1. Connect to the service and read the first a and o.
2. Treat them as our current best guesses:
   • flag_and – half of the flag learnt from AND-ed bits.
   • flag_or – half of the flag learnt from OR-ed bits.
3. In a loop:
   • Request another round of a, o.
   • Update:
     • flag_and = flag_and | a (bitwise OR, byte by byte)
     • flag_or = flag_or & o (bitwise AND, byte by byte)
   • Concatenate flag_and + flag_or as a candidate flag.
   • Stop when the candidate flag stops changing between iterations.
4. Print the final candidate as ASCII: this is our flag.

---

Exploit script (no comments)

from pwn import *

HOST = "crypto.heroctf.fr"
PORT = 9000


def b_and(x: bytes, y: bytes) -> bytes:
    return bytes(a & b for a, b in zip(x, y))

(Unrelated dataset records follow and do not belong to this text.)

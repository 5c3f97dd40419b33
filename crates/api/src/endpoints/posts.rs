//! Post, like and comment endpoints.
//!
//! `like` and `comment` answer with bare snake_case bodies rather than the
//! `data` envelope; clients update counters in place from them.

use axum::{
    Json, Router,
    extract::{Path, State},
    http::StatusCode,
    routing::{get, post},
};
use universe_common::AppResult;
use universe_core::{CommentAdded, CommentInput, CommentView, CreatePostInput, LikeToggle, PostView};
use universe_db::entities::post;

use crate::{
    extractors::{AuthUser, MaybeAuthUser},
    middleware::AppState,
    response::{ApiResponse, Created, no_content},
};

async fn create(
    AuthUser(user): AuthUser,
    State(state): State<AppState>,
    Json(input): Json<CreatePostInput>,
) -> AppResult<Created<post::Model>> {
    let post = state.post_service.create(&user.id, input).await?;
    Ok(Created(post))
}

async fn show(
    viewer: MaybeAuthUser,
    State(state): State<AppState>,
    Path(id): Path<String>,
) -> AppResult<ApiResponse<PostView>> {
    let post = state.post_service.get(&id, viewer.id()).await?;
    Ok(ApiResponse::ok(post))
}

async fn delete(
    AuthUser(user): AuthUser,
    State(state): State<AppState>,
    Path(id): Path<String>,
) -> AppResult<StatusCode> {
    state.post_service.delete(&user.id, &id).await?;
    Ok(no_content())
}

async fn like(
    AuthUser(user): AuthUser,
    State(state): State<AppState>,
    Path(id): Path<String>,
) -> AppResult<Json<LikeToggle>> {
    let toggled = state.post_service.toggle_like(&user.id, &id).await?;
    Ok(Json(toggled))
}

async fn comment(
    AuthUser(user): AuthUser,
    State(state): State<AppState>,
    Path(id): Path<String>,
    Json(input): Json<CommentInput>,
) -> AppResult<Json<CommentAdded>> {
    let added = state.post_service.add_comment(&user, &id, input).await?;
    Ok(Json(added))
}

async fn comments(
    State(state): State<AppState>,
    Path(id): Path<String>,
) -> AppResult<ApiResponse<Vec<CommentView>>> {
    let comments = state.post_service.list_comments(&id).await?;
    Ok(ApiResponse::ok(comments))
}

pub fn router() -> Router<AppState> {
    Router::new()
        .route("/", post(create))
        .route("/{id}", get(show).delete(delete))
        .route("/{id}/like", post(like))
        .route("/{id}/comment", post(comment))
        .route("/{id}/comments", get(comments))
}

def b_or(x: bytes, y: bytes) -> bytes:
    return bytes(a | b for a, b in zip(x, y))


def read_pair(io):
    line_a = io.recvlineS().strip()
    line_o = io.recvlineS().strip()
    a_hex = line_a.split("a = ")[-1]
    o_hex = line_o.split("o = ")[-1]
    return bytes.fromhex(a_hex), bytes.fromhex(o_hex)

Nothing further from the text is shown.